# [Records for this exercise]
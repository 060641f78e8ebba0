use serde::{Deserialize, Serialize};

/// Lag bound: ±30 days in minutes.
pub const MAX_LAG_MINUTES: i64 = 43_200;

/// Finish-to-start edge. The successor may start `lag_minutes` after the
/// predecessor finishes (negative lag is lead time).
#[derive(Debug, Clone, PartialEq, Eq, Serialize, Deserialize)]
pub struct Dependency {
    pub predecessor_id: String,
    pub successor_id: String,
    #[serde(default)]
    pub lag_minutes: i64,
}

impl Dependency {
    pub fn new(predecessor_id: impl Into<String>, successor_id: impl Into<String>) -> Self {
        Self {
            predecessor_id: predecessor_id.into(),
            successor_id: successor_id.into(),
            lag_minutes: 0,
        }
    }

    pub fn with_lag(mut self, lag_minutes: i64) -> Self {
        self.lag_minutes = lag_minutes;
        self
    }
}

# [What you will do]
The data above must be returned in full, exactly as written.

# [Response box]
repository 060641f78e8ebba0
use serde::{Deserialize, Serialize};

/// Lag bound: ±30 days in minutes.
pub const MAX_LAG_MINUTES: i64 = 43_200;

/// Finish-to-start edge. The successor may start `lag_minutes` after the
/// predecessor finishes (negative lag is lead time).
#[derive(Debug, Clone, PartialEq, Eq, Serialize, Deserialize)]
pub struct Dependency {
    pub predecessor_id: String,
    pub successor_id: String,
    #[serde(default)]
    pub lag_minutes: i64,
}

impl Dependency {
    pub fn new(predecessor_id: impl Into<String>, successor_id: impl Into<String>) -> Self {
        Self {
            predecessor_id: predecessor_id.into(),
            successor_id: successor_id.into(),
            lag_minutes: 0,
        }
    }

    pub fn with_lag(mut self, lag_minutes: i64) -> Self {
        self.lag_minutes = lag_minutes;
        self
    }
}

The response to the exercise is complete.